HBase Region Server configuration must be edited when using Spark SQL queries.
Steps
Key: HBASE_CLASSPATH
Value: /opt/cloudera/parcels/CDH/lib/hbase_connectors/lib/hbase-spark-1.0.0.7.0.3.0-79.jar:/opt/cloudera/parcels/CDH/lib/hbase_connectors/lib/hbase-spark-protocol-shaded-1.0.0.7.0.3.0-79.jar:/opt/cloudera/parcels/CDH/jars/scala-library-2.11.12.jar
Ensure you use the appropriate version numbers.
Spark runtime also needs HBase bindings. Add the necessary jars to spark-shell or spark-submit:
spark-shell --jars /opt/cloudera/parcels/CDH/lib/hbase_connectors/lib/hbase-spark-1.0.0.7.0.3.0-79.jar,/opt/cloudera/parcels/CDH/lib/hbase_connectors/lib/hbase-spark-protocol-shaded-1.0.0.7.0.3.0-79.jar
Ensure you use the appropriate version numbers.

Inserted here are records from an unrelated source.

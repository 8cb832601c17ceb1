// SPDX-License-Identifier: AGPL-3.0-or-later
//
// Copyright (C) 2026 Relational Network

//! xApp platform API transport.
//!
//! Every call carries the tenant's `X-API-Key` / `X-API-Secret` pair and is
//! bounded by the client timeout. Nothing is retried.

use std::time::Duration;

use reqwest::{Client, Method};
use serde_json::Value;
use tracing::{debug, warn};
use url::Url;

use crate::tenant::CredentialPair;

pub const DEFAULT_BASE_URL: &str = "https://xumm.app/api/v1/platform";
pub const DEFAULT_TIMEOUT: Duration = Duration::from_secs(15);

#[derive(Debug, thiserror::Error)]
pub enum PlatformError {
    #[error("Platform client could not be built: {0}")]
    Client(String),

    #[error("Upstream request timed out")]
    Timeout,

    #[error("Upstream request failed: {0}")]
    Request(String),

    #[error("{message}")]
    Status { status: u16, message: String },

    #[error("Upstream response was invalid: {0}")]
    InvalidResponse(String),
}

/// HTTP client for the upstream platform.
#[derive(Debug, Clone)]
pub struct PlatformClient {
    base_url: String,
    http: Client,
}

impl PlatformClient {
    pub fn new(base_url: &Url, timeout: Duration) -> Result<Self, PlatformError> {
        let http = Client::builder()
            .timeout(timeout)
            .build()
            .map_err(|e| PlatformError::Client(e.to_string()))?;

        Ok(Self {
            base_url: base_url.as_str().trim_end_matches('/').to_string(),
            http,
        })
    }

    pub fn base_url(&self) -> &str {
        &self.base_url
    }

    /// `GET {base}{path_and_query}`.
    pub async fn get_json(
        &self,
        path_and_query: &str,
        credentials: &CredentialPair,
    ) -> Result<Value, PlatformError> {
        self.send(Method::GET, path_and_query, credentials, None)
            .await
    }

    /// `POST {base}{path_and_query}` with a JSON body.
    pub async fn post_json(
        &self,
        path_and_query: &str,
        credentials: &CredentialPair,
        body: &Value,
    ) -> Result<Value, PlatformError> {
        self.send(Method::POST, path_and_query, credentials, Some(body))
            .await
    }

    async fn send(
        &self,
        method: Method,
        path_and_query: &str,
        credentials: &CredentialPair,
        body: Option<&Value>,
    ) -> Result<Value, PlatformError> {
        let url = self.endpoint(path_and_query);
        debug!(%method, %url, tenant = %credentials.key, "Forwarding request upstream");

        let mut request = self.http.request(method, &url);
        for (name, value) in credentials.headers() {
            request = request.header(name, value);
        }
        if let Some(body) = body {
            request = request.json(body);
        }

        let response = request.send().await.map_err(|e| {
            if e.is_timeout() {
                PlatformError::Timeout
            } else {
                PlatformError::Request(e.to_string())
            }
        })?;

        let status = response.status();
        let text = response.text().await.map_err(|e| {
            if e.is_timeout() {
                PlatformError::Timeout
            } else {
                PlatformError::Request(format!("failed to read response body: {e}"))
            }
        })?;

        if !status.is_success() {
            let message = upstream_error_message(&text)
                .unwrap_or_else(|| format!("Upstream returned {status}"));
            warn!(%url, status = status.as_u16(), %message, "Upstream rejected request");
            return Err(PlatformError::Status {
                status: status.as_u16(),
                message,
            });
        }

        if text.trim().is_empty() {
            return Ok(Value::Null);
        }

        serde_json::from_str(&text).map_err(|e| PlatformError::InvalidResponse(e.to_string()))
    }

    /// Base URL plus the inbound path, unchanged. Dot segments (`..`,
    /// `%2e%2e`) are resolved when the URL is parsed. Each forwarded route
    /// allows one free segment, so the result never rises above the base.
    fn endpoint(&self, path_and_query: &str) -> String {
        if path_and_query.starts_with('/') {
            format!("{}{}", self.base_url, path_and_query)
        } else {
            format!("{}/{}", self.base_url, path_and_query)
        }
    }
}

/// Pull a readable message out of an upstream error body.
fn upstream_error_message(body: &str) -> Option<String> {
    let json: Value = serde_json::from_str(body).ok()?;

    json.pointer("/error/message")
        .and_then(Value::as_str)
        .or_else(|| json.get("message").and_then(Value::as_str))
        .or_else(|| json.get("error").and_then(Value::as_str))
        .map(str::to_string)
        .or_else(|| {
            json.pointer("/error/code")
                .filter(|code| !code.is_null())
                .map(|code| format!("Upstream error {code}"))
        })
}
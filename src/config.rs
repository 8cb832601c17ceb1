// SPDX-License-Identifier: AGPL-3.0-or-later
//
// Copyright (C) 2026 Relational Network

//! # Runtime Configuration
//!
//! This module defines environment variable names and default values used
//! throughout the application. Configuration is loaded from the environment
//! once at startup and injected; handlers never read the environment.
//!
//! The binary first loads a `.env` file (via `dotenvy`) into the process
//! environment. Variables that are already set take precedence over the file,
//! and every variable below, including `XAPP_<TENANT_UUID>`, may come from it.
//!
//! ## Environment Variables
//!
//! | Variable | Description | Default |
//! |----------|-------------|---------|
//! | `XAPP_SECRET` | HS256 secret for session tokens | Required |
//! | `XAPP_<TENANT_UUID>` | Upstream secret for a tenant (upper-snake UUID v4) | None |
//! | `HOST` | Server bind address | `0.0.0.0` |
//! | `PORT` | Server bind port | `3000` |
//! | `UPSTREAM_BASE_URL` | Upstream platform API root | `https://xumm.app/api/v1/platform` |
//! | `UPSTREAM_TIMEOUT_SECS` | Timeout for every upstream call | `15` |
//! | `SESSION_TTL_SECS` | Validity window of minted tokens, at most 30 days | `14400` |
//! | `CORS_ALLOWED_ORIGINS` | `*` or comma-separated origins | `*` |
//! | `TLS_CERT_PATH` / `TLS_KEY_PATH` | PEM files; both set enables HTTPS | Unset |
//! | `API_DOCS` | Serve Swagger UI at `/docs` | `false` |
//! | `LOG_FORMAT` | Logging format (`json` or `pretty`) | `pretty` |
//! | `RUST_LOG` | Log level filter | `info,tower_http=debug` |

use std::{env, fmt, net::SocketAddr, path::PathBuf, time::Duration};

use axum::http::HeaderValue;
use url::Url;

use crate::providers::platform::{DEFAULT_BASE_URL, DEFAULT_TIMEOUT};

pub const SIGNING_SECRET_ENV: &str = "XAPP_SECRET";
pub const HOST_ENV: &str = "HOST";
pub const PORT_ENV: &str = "PORT";
pub const UPSTREAM_BASE_URL_ENV: &str = "UPSTREAM_BASE_URL";
pub const UPSTREAM_TIMEOUT_ENV: &str = "UPSTREAM_TIMEOUT_SECS";
pub const SESSION_TTL_ENV: &str = "SESSION_TTL_SECS";
pub const CORS_ALLOWED_ORIGINS_ENV: &str = "CORS_ALLOWED_ORIGINS";
pub const TLS_CERT_PATH_ENV: &str = "TLS_CERT_PATH";
pub const TLS_KEY_PATH_ENV: &str = "TLS_KEY_PATH";
pub const API_DOCS_ENV: &str = "API_DOCS";
pub const LOG_FORMAT_ENV: &str = "LOG_FORMAT";

pub const DEFAULT_HOST: &str = "0.0.0.0";
pub const DEFAULT_PORT: u16 = 3000;

/// Four hours.
pub const DEFAULT_SESSION_TTL_SECS: i64 = 4 * 60 * 60;

/// Upper bound on `SESSION_TTL_SECS` (30 days).
pub const MAX_SESSION_TTL_SECS: i64 = 30 * 24 * 60 * 60;

/// Filter used when `RUST_LOG` is unset.
pub const DEFAULT_LOG_FILTER: &str = "info,tower_http=debug";

#[derive(Debug, thiserror::Error, PartialEq, Eq)]
pub enum ConfigError {
    #[error("{0} must be set")]
    Missing(&'static str),

    #[error("{name} has an invalid value {value:?}: {reason}")]
    Invalid {
        name: &'static str,
        value: String,
        reason: String,
    },
}

/// Cross-origin policy.
#[derive(Debug, Clone, PartialEq, Eq, Default)]
pub enum CorsPolicy {
    /// Any origin may call the proxy.
    #[default]
    AnyOrigin,
    /// Only the listed origins.
    AllowList(Vec<HeaderValue>),
}

#[derive(Debug, Clone, Copy, PartialEq, Eq, Default)]
pub enum LogFormat {
    Json,
    #[default]
    Pretty,
}

impl LogFormat {
    pub fn from_env() -> Self {
        Self::parse(env_optional(LOG_FORMAT_ENV).as_deref())
    }

    fn parse(value: Option<&str>) -> Self {
        match value {
            Some(v) if v.eq_ignore_ascii_case("json") => LogFormat::Json,
            _ => LogFormat::Pretty,
        }
    }
}

#[derive(Debug, Clone, PartialEq, Eq)]
pub struct TlsPaths {
    pub cert_path: PathBuf,
    pub key_path: PathBuf,
}

/// Options consumed by [`crate::api::router`].
#[derive(Debug, Clone, Default)]
pub struct RouterOptions {
    pub cors: CorsPolicy,
    pub api_docs: bool,
}

#[derive(Clone)]
pub struct ProxyConfig {
    pub host: String,
    pub port: u16,
    pub signing_secret: String,
    pub upstream_base_url: Url,
    pub upstream_timeout: Duration,
    pub session_ttl: chrono::Duration,
    pub cors: CorsPolicy,
    pub tls: Option<TlsPaths>,
    pub api_docs: bool,
}

impl ProxyConfig {
    pub fn from_env() -> Result<Self, ConfigError> {
        Self::from_lookup(env_optional)
    }

    /// Build from an arbitrary lookup. Values are expected trimmed, with
    /// blank values reported as `None`.
    pub fn from_lookup<F>(lookup: F) -> Result<Self, ConfigError>
    where
        F: Fn(&str) -> Option<String>,
    {
        let signing_secret =
            lookup(SIGNING_SECRET_ENV).ok_or(ConfigError::Missing(SIGNING_SECRET_ENV))?;

        let host = lookup(HOST_ENV).unwrap_or_else(|| DEFAULT_HOST.to_string());
        let port = match lookup(PORT_ENV) {
            Some(value) => parse_number(PORT_ENV, &value)?,
            None => DEFAULT_PORT,
        };

        let upstream_base_url = match lookup(UPSTREAM_BASE_URL_ENV) {
            Some(value) => parse_base_url(&value)?,
            None => parse_base_url(DEFAULT_BASE_URL)?,
        };

        let upstream_timeout = match lookup(UPSTREAM_TIMEOUT_ENV) {
            Some(value) => Duration::from_secs(parse_positive(UPSTREAM_TIMEOUT_ENV, &value)?),
            None => DEFAULT_TIMEOUT,
        };

        let session_ttl = match lookup(SESSION_TTL_ENV) {
            Some(value) => parse_session_ttl(&value)?,
            None => chrono::Duration::seconds(DEFAULT_SESSION_TTL_SECS),
        };

        let cors = match lookup(CORS_ALLOWED_ORIGINS_ENV) {
            Some(value) => parse_cors(&value)?,
            None => CorsPolicy::AnyOrigin,
        };

        let tls = match (lookup(TLS_CERT_PATH_ENV), lookup(TLS_KEY_PATH_ENV)) {
            (Some(cert), Some(key)) => Some(TlsPaths {
                cert_path: PathBuf::from(cert),
                key_path: PathBuf::from(key),
            }),
            (None, None) => None,
            (Some(_), None) => return Err(ConfigError::Missing(TLS_KEY_PATH_ENV)),
            (None, Some(_)) => return Err(ConfigError::Missing(TLS_CERT_PATH_ENV)),
        };

        let api_docs = lookup(API_DOCS_ENV)
            .map(|v| matches!(v.to_ascii_lowercase().as_str(), "1" | "true" | "yes"))
            .unwrap_or(false);

        Ok(Self {
            host,
            port,
            signing_secret,
            upstream_base_url,
            upstream_timeout,
            session_ttl,
            cors,
            tls,
            api_docs,
        })
    }

    pub fn bind_address(&self) -> Result<SocketAddr, ConfigError> {
        let candidate = format!("{}:{}", self.host, self.port);
        candidate.parse().map_err(|e| invalid(HOST_ENV, &self.host, e))
    }

    pub fn router_options(&self) -> RouterOptions {
        RouterOptions {
            cors: self.cors.clone(),
            api_docs: self.api_docs,
        }
    }
}

impl fmt::Debug for ProxyConfig {
    fn fmt(&self, f: &mut fmt::Formatter<'_>) -> fmt::Result {
        f.debug_struct("ProxyConfig")
            .field("host", &self.host)
            .field("port", &self.port)
            .field("signing_secret", &"<redacted>")
            .field("upstream_base_url", &self.upstream_base_url.as_str())
            .field("upstream_timeout", &self.upstream_timeout)
            .field("session_ttl", &self.session_ttl)
            .field("cors", &self.cors)
            .field("tls", &self.tls)
            .field("api_docs", &self.api_docs)
            .finish()
    }
}

fn env_optional(name: &str) -> Option<String> {
    match env::var(name) {
        Ok(value) => {
            let trimmed = value.trim().to_string();
            if trimmed.is_empty() {
                None
            } else {
                Some(trimmed)
            }
        }
        Err(_) => None,
    }
}

fn invalid(name: &'static str, value: &str, reason: impl fmt::Display) -> ConfigError {
    ConfigError::Invalid {
        name,
        value: value.to_string(),
        reason: reason.to_string(),
    }
}

fn parse_number<T>(name: &'static str, value: &str) -> Result<T, ConfigError>
where
    T: std::str::FromStr,
    T::Err: fmt::Display,
{
    value.parse().map_err(|e| invalid(name, value, e))
}

fn parse_positive(name: &'static str, value: &str) -> Result<u64, ConfigError> {
    match parse_number::<u64>(name, value)? {
        0 => Err(invalid(name, value, "must be greater than zero")),
        n => Ok(n),
    }
}

fn parse_session_ttl(value: &str) -> Result<chrono::Duration, ConfigError> {
    let secs = parse_positive(SESSION_TTL_ENV, value)?;
    i64::try_from(secs)
        .ok()
        .filter(|secs| *secs <= MAX_SESSION_TTL_SECS)
        .and_then(chrono::Duration::try_seconds)
        .ok_or_else(|| {
            invalid(
                SESSION_TTL_ENV,
                value,
                format!("must be at most {MAX_SESSION_TTL_SECS} seconds"),
            )
        })
}

fn parse_base_url(value: &str) -> Result<Url, ConfigError> {
    let url = Url::parse(value).map_err(|e| invalid(UPSTREAM_BASE_URL_ENV, value, e))?;
    match url.scheme() {
        "http" | "https" => Ok(url),
        other => Err(invalid(
            UPSTREAM_BASE_URL_ENV,
            value,
            format!("unsupported scheme {other}"),
        )),
    }
}

fn parse_cors(value: &str) -> Result<CorsPolicy, ConfigError> {
    if value == "*" {
        return Ok(CorsPolicy::AnyOrigin);
    }

    let origins = value
        .split(',')
        .map(str::trim)
        .filter(|origin| !origin.is_empty())
        .map(|origin| {
            if origin == "*" {
                return Err(invalid(
                    CORS_ALLOWED_ORIGINS_ENV,
                    value,
                    "`*` cannot be combined with explicit origins",
                ));
            }
            HeaderValue::from_str(origin).map_err(|e| invalid(CORS_ALLOWED_ORIGINS_ENV, value, e))
        })
        .collect::<Result<Vec<_>, _>>()?;

    if origins.is_empty() {
        Ok(CorsPolicy::AnyOrigin)
    } else {
        Ok(CorsPolicy::AllowList(origins))
    }
}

Let’s imagine storing personal data in HBase. Data is stored in the person table using several Column Families:
Column Family |
Description |
p |
Personal information like birth date and height. |
c |
Contact information like email address. |
avro |
For Apache Avro encoded data. |
The key field is the name of the people, assuming it is unique.
Create the table in HBase Shell:
shell> create 'person', 'p', 'c', 'avro'
You can connect to HBase from Spark in two ways:
spark.sqlContext.read.format("org.apache.hadoop.hbase.spark").
option("hbase.spark.use.hbasecontext", false)
// additional options...
Ensure that the hbase.spark.use.hbasecontext configuration property is set, or a NullPointerException will be thrown.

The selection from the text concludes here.